Qteq Chief Technology Officer Dr Tim Hopper said the two acquisitions, which will be re-branded as Qteq Measurement Systems, expanded the company’s operational footprint and market adoption of BMR, spectroscopy and logging while drilling services that are currently being developed.

“We now have a platform for commercialising a range of new technologies in our R&D pipeline,” Dr Hopper said.

Earlier this month, Qtec was one of eight recipients of government funding through the METS Ignited Collaborative Project Funds.

METS firms receive Australia government backing

Eight METS (mining equipment, technology and services) companies will receive A$7.14 million (US$5.3 million), combined, to “launch collaborative industry projects that will deliver highly-advanced solutions to a variety of mining challenges and contribute to the growth and capability of the METS sector”, METS Ignited has confirmed.

The METS Ignited Collaborative Project Funds is a government-funded, $15.6 million, four-year initiative to support, encourage and fund sector-wide collaboration.
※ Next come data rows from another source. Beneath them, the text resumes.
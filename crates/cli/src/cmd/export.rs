use std::path::PathBuf;
use std::time::Instant;

use anyhow::{Context, Result, anyhow};
use clap::Args;

use kmigrate_lib::discover::ResourceFilter;
use kmigrate_lib::export::{ExportOptions, FailurePolicy, OwnerRefPolicy, export};
use kmigrate_lib::tree::ResourceTree;

use crate::ClusterArgs;
use crate::output::{
  OutputFormat, format_duration, print_checksum, print_error, print_json, print_stat, print_success, print_warning,
};

use super::{cluster_config, connect};

#[derive(Args, Debug)]
pub struct ExportArgs {
  /// Namespace to export
  #[arg(short, long)]
  pub namespace: String,

  /// Directory receiving the export
  #[arg(long, default_value = "export")]
  pub export_dir: PathBuf,

  #[command(flatten)]
  pub cluster: ClusterArgs,

  /// Only export these kinds (kind, plural or plural.group)
  #[arg(long = "include-kinds", value_delimiter = ',')]
  pub include: Vec<String>,

  /// Never export these kinds
  #[arg(long = "exclude-kinds", value_delimiter = ',')]
  pub exclude: Vec<String>,

  /// Label selector applied to every list call
  #[arg(short = 'l', long)]
  pub label_selector: Option<String>,

  /// Also export the namespace object and the cluster-scoped RBAC and CRDs it uses
  #[arg(long)]
  pub cluster_scoped_rbac: bool,

  /// Owner reference handling: keep, drop-cluster-scoped or drop-all
  #[arg(long, default_value = "drop-cluster-scoped")]
  pub owner_refs: OwnerRefPolicy,

  /// Fail the run when more than this share of resources fails (0.0 to 1.0)
  #[arg(long, default_value_t = 1.0)]
  pub max_failure_ratio: f64,
}

pub fn cmd_export(args: &ExportArgs, output: OutputFormat) -> Result<()> {
  let start = Instant::now();
  let policy = FailurePolicy::new(args.max_failure_ratio).context("Invalid --max-failure-ratio")?;
  let config = cluster_config(&args.cluster)?;
  let client = connect(&config);
  let tree = ResourceTree::new(&args.export_dir);

  let options = ExportOptions {
    filter: ResourceFilter {
      include: args.include.clone(),
      exclude: args.exclude.clone(),
      label_selector: args.label_selector.clone(),
    },
    cluster_scoped_rbac: args.cluster_scoped_rbac,
    owner_refs: args.owner_refs,
    workers: config.workers(),
    ..ExportOptions::new(&args.namespace)
  };

  let rt = tokio::runtime::Runtime::new().context("Failed to create async runtime")?;
  let summary = rt
    .block_on(export(client, &tree, &options))
    .with_context(|| format!("Failed to export namespace {}", args.namespace))?;
  let verdict = policy.evaluate(&summary);

  if output.is_json() {
    print_json(&summary)?;
  } else {
    println!();
    match &verdict {
      Ok(()) => print_success(&format!("Exported namespace {}", summary.namespace)),
      Err(_) => print_error(&format!("Export of namespace {} failed", summary.namespace)),
    }
    print_stat("Directory", &args.export_dir.display().to_string());
    print_stat("Exported", &summary.exported.to_string());
    print_stat("Failed", &summary.failed.to_string());
    if let Some(checksum) = &summary.checksum {
      print_checksum(checksum);
    }
    print_stat("Duration", &format_duration(start.elapsed()));
    for failure in &summary.discovery_failures {
      print_warning(&format!("Could not discover {}: {}", failure.group_version, failure.error));
    }
    for shadowed in &summary.shadowed {
      print_warning(&format!(
        "{} is served by both {} and {}",
        shadowed.descriptor.kind,
        shadowed.kept,
        shadowed.descriptor.api_version()
      ));
    }
    if summary.failed > 0 {
      print_warning(&format!(
        "Failure details are in {}",
        tree.failures_dir(&summary.namespace).display()
      ));
    }
  }

  verdict.map_err(|violation| anyhow!(violation))
}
It, like the industry-led, state-backed METS Ignited organisation, was set up to improve productivity, competitiveness and innovative capacity in the country’s METS sector.

The latest announcement represents the second round of government funding, with the first round of recipients being Austmine, Unearthed Solutions, CORE Innovation Hub, Resources and Engineering Skills Alliance, and the Coalition for Energy Efficient Communition.

This round of funding recipients includes:
• IMDEX
• The University of Western Australia (UWA)
• Manufacturing Intelligence
• Emapper
• Energetique Mining Vehicles
• Qtec
• Resolution Systems; and
• Micronised Mineral Systems.

METS Ignited CEO Ric Gros said the funding would spur necessary collaboration in the sector: “Opportunities for the sector to band together and innovate are vital to the growth of the sector. Facilitating such innovation is part of the mandate for METS Ignited, and the recipients of this round will be making invaluable contributions to the mining and METS sectors through their initiatives.”

Recipients of the funds are required to secure equal or greater investment from an industry partner. As a result, the total value of the eight projects is $17.4 million.

The largest share of the funding – $2 million – was awarded to Resolution Systems, a South Australia-based business conducting a project to develop fleet management software to allow different operational areas of mine sites to communicate with one another, increasing truck fleet productivity by 20%.

Resolution is partnering with Barrick Gold, South 32, Macmahon Holdings, Petra Data Science and Manta Controls on this project, which has been able to source $3.5 million of industry investment.

Other projects to receive funding in this round include:

• Technology testing facilities (UWA, partnered with BHP and Core Innovation Hub)
• Battery-powered vehicles for underground mining (Energetique Mining Vehicles, partnered with Aeris Resources, Safescape, Minetech Australia and Cougar Mining Group)
• Data acquisition software for environmental rehabilitation and drilling (Emapper, partnered with Roy Hill Iron Ore, Mt Gibson Iron, eagle.io and Astron Environmental Solais Geoinformatics)
• A new water treatment process (Micronised Mineral Systems, partnered with Tronox, Acadis Australia Pacific, Tech Bakery)
• Real-time data collection during blasthole drilling (IMDEX, partnered with Orica, Anglo American and Tech Resources)
• Software for data transfer between different platforms (Manufacturing Intelligence, partnered with Fortescue Metals Group, South 32 and Mining3 Enterprise Transformation Partners); and
• Production of drilling sensors and instrumentation (Qtec, partnered with Wallis Drilling and Gyromax).

METS Ignited said: “Collectively, the projects will benefit the mining sector by optimising the value chain, increasing productivity for mining and mineral processing, supporting and enhancing environmental management, and improving operational safety.”